I hope the MWE is self-explanatory, but I’ll say a few words after the code block anyways:
struct Agent
id::Int
in::Channel
out::Channel
Agent(id, in, out) = new(id, in, out)
function Agent(id, in, out, f::Function)
x = new(id, in, out)
Threads.@spawn f(x)
return x
end
end
# this is a test/MWE function, but imagine it's a complex agent with a complex state
function agent(x::Agent, f::Function)
@info "Agent $(x.id) started"
# lots of thread-safe / data-race free mutable state here
state = 0
for msg in x.in
@info "Agent $(x.id) received $msg at state $state"
put!(x.out, f(msg))
state += 1
end
end
behavior(x) = agent(x, a -> a + 1)
const AG = Agent(1, Channel{Int}(1), Channel{Int}(1), behavior)
put!(AG.in, 6)
sleep(1)
@info "out: $(take!(AG.out))"
readline()
The question mainly targets the tight coupling of the constructor (I can do the same with an outer constructor) with spawning a consumer/producer task.

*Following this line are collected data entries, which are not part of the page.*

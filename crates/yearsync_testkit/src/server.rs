//! In-process history server.
//!
//! Serves the year history endpoint over the loopback client using the real
//! CBOR wire format, and records what it was sent.

use parking_lot::RwLock;
use std::collections::{HashMap, HashSet};
use yearsync_engine::{AuthToken, HttpResponse, LoopbackServer};
use yearsync_protocol::{
    DiffResponse, HistoryChange, ProbeResponse, SyncRequest, HISTORY_YEAR_PATH, PROTOCOL_VERSION,
};

/// Bytes that do not decode as a diff response.
pub const MALFORMED_BODY: &[u8] = &[0xbf, 0x67, 0x68, 0x69];

#[derive(Default)]
struct ServerState {
    changes: HashMap<i32, Vec<HistoryChange>>,
    counts: HashMap<i32, i64>,
    forced_status: Option<u16>,
    malformed_diffs: bool,
    requests: Vec<SyncRequest>,
    rejected: u64,
}

/// A history server for loopback tests.
#[derive(Default)]
pub struct HistoryServer {
    state: RwLock<ServerState>,
    accepted_token: Option<String>,
}

impl HistoryServer {
    /// Creates a server that accepts any token.
    pub fn new() -> Self {
        Self::default()
    }

    /// Creates a server that only accepts `token`.
    pub fn with_token(token: impl Into<String>) -> Self {
        Self {
            state: RwLock::default(),
            accepted_token: Some(token.into()),
        }
    }

    /// Adds a change to the year's history.
    pub fn record(&self, year: i32, change: HistoryChange) {
        self.state.write().changes.entry(year).or_default().push(change);
    }

    /// Overrides the count the probe reports for `year`.
    pub fn set_count(&self, year: i32, count: i64) {
        self.state.write().counts.insert(year, count);
    }

    /// Answers every request with `status` and an empty body.
    pub fn force_status(&self, status: u16) {
        self.state.write().forced_status = Some(status);
    }

    /// Makes diff requests return undecodable bytes.
    pub fn serve_malformed_diffs(&self) {
        self.state.write().malformed_diffs = true;
    }

    /// The count the probe reports for `year`.
    ///
    /// Without an override this is the number of distinct episodes changed.
    pub fn count_for(&self, year: i32) -> i64 {
        let state = self.state.read();
        if let Some(count) = state.counts.get(&year) {
            return *count;
        }
        state
            .changes
            .get(&year)
            .map(|changes| {
                changes
                    .iter()
                    .map(|c| c.episode_id.as_str())
                    .collect::<HashSet<_>>()
                    .len() as i64
            })
            .unwrap_or(0)
    }

    /// Every decoded request, in arrival order.
    pub fn requests(&self) -> Vec<SyncRequest> {
        self.state.read().requests.clone()
    }

    /// Number of count-only requests.
    pub fn probe_count(&self) -> usize {
        self.state.read().requests.iter().filter(|r| r.count_only).count()
    }

    /// Number of diff requests.
    pub fn pull_count(&self) -> usize {
        self.state.read().requests.iter().filter(|r| !r.count_only).count()
    }

    /// Number of requests turned away before decoding.
    pub fn rejected_count(&self) -> u64 {
        self.state.read().rejected
    }

    fn reject(&self, status: u16) -> Result<HttpResponse, String> {
        self.state.write().rejected += 1;
        Ok(HttpResponse::status(status))
    }

    fn respond(&self, request: SyncRequest) -> Result<HttpResponse, String> {
        if request.count_only {
            let body = ProbeResponse::new(self.count_for(request.year))
                .encode()
                .map_err(|e| e.to_string())?;
            return Ok(HttpResponse::ok(body));
        }

        let state = self.state.read();
        if state.malformed_diffs {
            return Ok(HttpResponse::ok(MALFORMED_BODY.to_vec()));
        }
        let changes = state.changes.get(&request.year).cloned().unwrap_or_default();
        drop(state);

        let body = DiffResponse::new(changes)
            .encode()
            .map_err(|e| e.to_string())?;
        Ok(HttpResponse::ok(body))
    }
}

impl LoopbackServer for HistoryServer {
    fn handle_post(
        &self,
        path: &str,
        token: &AuthToken,
        body: &[u8],
    ) -> Result<HttpResponse, String> {
        if path != HISTORY_YEAR_PATH {
            return self.reject(404);
        }

        if let Some(accepted) = &self.accepted_token {
            if token.as_str() != accepted {
                return self.reject(401);
            }
        }

        let forced = self.state.read().forced_status;
        if let Some(status) = forced {
            return self.reject(status);
        }

        let request = match SyncRequest::decode(body) {
            Ok(request) => request,
            Err(_) => return self.reject(400),
        };
        if request.version != PROTOCOL_VERSION {
            return self.reject(400);
        }

        self.state.write().requests.push(request);
        self.respond(request)
    }
}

The documentation is not very helpful in evaluating the sanity of such patterns.
I find the above quite nice on the ergonomics side of things - and I do not get any weird results to prohibit me from using it.
In a way, the object constructor also defines the object behavior. Now I can pass my object to other functions and create closures that can be used in the constructors of additional Agent
instances.
In practice, by only changing the function passed to the constructor, I am basically chaining these functions in a thread-safe manner (since all the “state” mutation takes place inside a channel).
Please note that my question is not referring to the potential danger of having those tasks floating around without any control/supervision (I could easily add a field isalive::Ref{Bool}
to the Agent
and then have a kill switch at hand that is readable from agent
scope and also from the outside world). But let’s not go there for now.